大人になれないファーストラバー




佐伯の家には何度か行ったことがあった。

と言っても無理矢理引っ張られてがほとんどだったけど。

妊娠したことを明かされてからは度々自分から訪ねていた。





同じ街の駅付近にある佐伯の家は、白くて大きくて、親が金持ちなのはその家を見ただけで想像できた。





妊娠させたとなればいずれは「娘さんを僕にください」とか、そんなことを言わなければいけないと思っていた。

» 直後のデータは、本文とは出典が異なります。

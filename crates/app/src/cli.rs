//! Command line interface.

use std::path::{Path, PathBuf};

use clap::{Args, Parser, Subcommand, ValueEnum};
use config::ConfigError;

use crate::settings::{LOCAL_CONFIG_FILE, Loader, Settings, path_value};

/// Tokenize and extract BW6 substitution variable profiles.
#[derive(Parser, Debug)]
#[command(name = "substvar")]
#[command(about = "Tokenize and extract BW6 substitution variable profiles")]
#[command(version)]
pub struct Cli {
    /// Configuration file (defaults to ./substvar.toml when present)
    #[arg(long, global = true, env = "SUBSTVAR_CONFIG")]
    pub config: Option<PathBuf>,

    /// Log filter, e.g. `debug` or `substvar_application=debug`
    #[arg(long, global = true)]
    pub log_level: Option<String>,

    /// Command to run
    #[command(subcommand)]
    pub command: Command,
}

/// Available commands.
#[derive(Subcommand, Debug)]
pub enum Command {
    /// Replace variable values in a profile with tokens and write a new profile
    Tokenize(TokenizeArgs),
    /// Flatten the variables of a profile into a properties file
    ExtractProperties(ExtractArgs),
}

/// Output format of the tokenize report.
#[derive(ValueEnum, Debug, Clone, Copy, PartialEq, Eq)]
pub enum ReportFormat {
    /// Pretty-printed JSON on stdout, password values masked
    Json,
}

/// Options of the `tokenize` command.
#[derive(Args, Debug, Default)]
pub struct TokenizeArgs {
    /// Folder holding META-INF/ and resources/ [default: .]
    #[arg(long)]
    pub application_folder: Option<PathBuf>,

    /// Profile to read [default: default]
    #[arg(long)]
    pub profile_source: Option<String>,

    /// Profile to write [default: token]
    #[arg(long)]
    pub profile_target: Option<String>,

    /// Local common tokens file [default: <folder>/resources/common-tokens.properties]
    #[arg(long)]
    pub common_tokens: Option<PathBuf>,

    /// Application tokens file [default: <folder>/resources/app-tokens.properties]
    #[arg(long)]
    pub app_tokens: Option<PathBuf>,

    /// Download the common tokens from this URL instead of a local file
    #[arg(long)]
    pub common_remote_url: Option<String>,

    /// Where the downloaded common tokens are stored
    /// [default: target/downloaded-common.properties]
    #[arg(long)]
    pub common_download_path: Option<PathBuf>,

    /// Extra trust anchor for the download (PEM, or DER with a .der/.cer extension)
    #[arg(long = "ca-cert")]
    pub ca_certs: Vec<PathBuf>,

    /// Skip certificate verification for the download
    #[arg(long)]
    pub accept_invalid_certs: bool,

    /// Print the per-variable report
    #[arg(long, value_enum)]
    pub report: Option<ReportFormat>,
}

/// Options of the `extract-properties` command.
#[derive(Args, Debug, Default)]
pub struct ExtractArgs {
    /// Folder holding META-INF/ [default: .]
    #[arg(long)]
    pub application_folder: Option<PathBuf>,

    /// Profile to extract [default: <folder>/META-INF/default.substvar]
    #[arg(long)]
    pub source_file: Option<PathBuf>,

    /// Properties file to write [default: target/extracted-config.properties]
    #[arg(long)]
    pub output_file: Option<PathBuf>,
}

fn path_override(path: Option<&PathBuf>) -> Option<String> {
    path.map(|p| path_value(p))
}

impl TokenizeArgs {
    fn apply(&self, loader: Loader) -> Result<Loader, ConfigError> {
        let mut loader = loader
            .set_override_option(
                "application_folder",
                path_override(self.application_folder.as_ref()),
            )?
            .set_override_option("tokenize.profile_source", self.profile_source.clone())?
            .set_override_option("tokenize.profile_target", self.profile_target.clone())?
            .set_override_option("tokenize.common_tokens", path_override(self.common_tokens.as_ref()))?
            .set_override_option("tokenize.app_tokens", path_override(self.app_tokens.as_ref()))?
            .set_override_option("tokenize.common_remote_url", self.common_remote_url.clone())?
            .set_override_option(
                "tokenize.common_download_path",
                path_override(self.common_download_path.as_ref()),
            )?;

        if !self.ca_certs.is_empty() {
            let certs: Vec<String> = self.ca_certs.iter().map(|p| path_value(p)).collect();
            loader = loader.set_override("tokenize.ca_certificates", certs)?;
        }
        if self.accept_invalid_certs {
            loader = loader.set_override("tokenize.accept_invalid_certs", true)?;
        }
        Ok(loader)
    }
}

impl ExtractArgs {
    fn apply(&self, loader: Loader) -> Result<Loader, ConfigError> {
        loader
            .set_override_option(
                "application_folder",
                path_override(self.application_folder.as_ref()),
            )?
            .set_override_option("extract.source_file", path_override(self.source_file.as_ref()))?
            .set_override_option("extract.output_file", path_override(self.output_file.as_ref()))
    }
}

impl Cli {
    /// Builds the settings for this invocation from every configuration layer.
    ///
    /// # Errors
    ///
    /// Returns an error if a configuration file is unreadable or a value has
    /// the wrong type.
    pub fn settings(&self) -> Result<Settings, ConfigError> {
        let loader = match &self.config {
            Some(path) => Loader::new().with_file(path),
            None => Loader::new().with_optional_file(Path::new(LOCAL_CONFIG_FILE)),
        };
        self.apply(loader.with_environment())?.build()
    }

    /// Applies the flags of this invocation on top of `loader`.
    ///
    /// # Errors
    ///
    /// Returns an error if an override key is rejected.
    pub fn apply(&self, loader: Loader) -> Result<Loader, ConfigError> {
        let loader = loader.set_override_option("log_level", self.log_level.clone())?;
        match &self.command {
            Command::Tokenize(args) => args.apply(loader),
            Command::ExtractProperties(args) => args.apply(loader),
        }
    }
}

けど、金持ちの親だと分かると顔も会わせずらくて結局まだ何の挨拶もしていなかった。







「サク、」





制服に着替えて久々に自転車の後ろに蕾を乗せて、出発した。走り出して間もなくたつと、蕾が微かな躊躇を含んだ声で切り出した。




「サク、あのね、マユナは…」





区切り区切りで話すその先に続く言葉がなんとなく想像できた。




「マユナは…」


「うん、分かった」




蕾が思い切って言おうとしたのを、俺は途中で遮る。


「それは佐伯本人に言わせよう」




俺がそう言うと、脇腹辺りのワイシャツを掴んでいた蕾の手にぎゅっと力が入って、
「うん」と小さく呟いたのが聞こえた。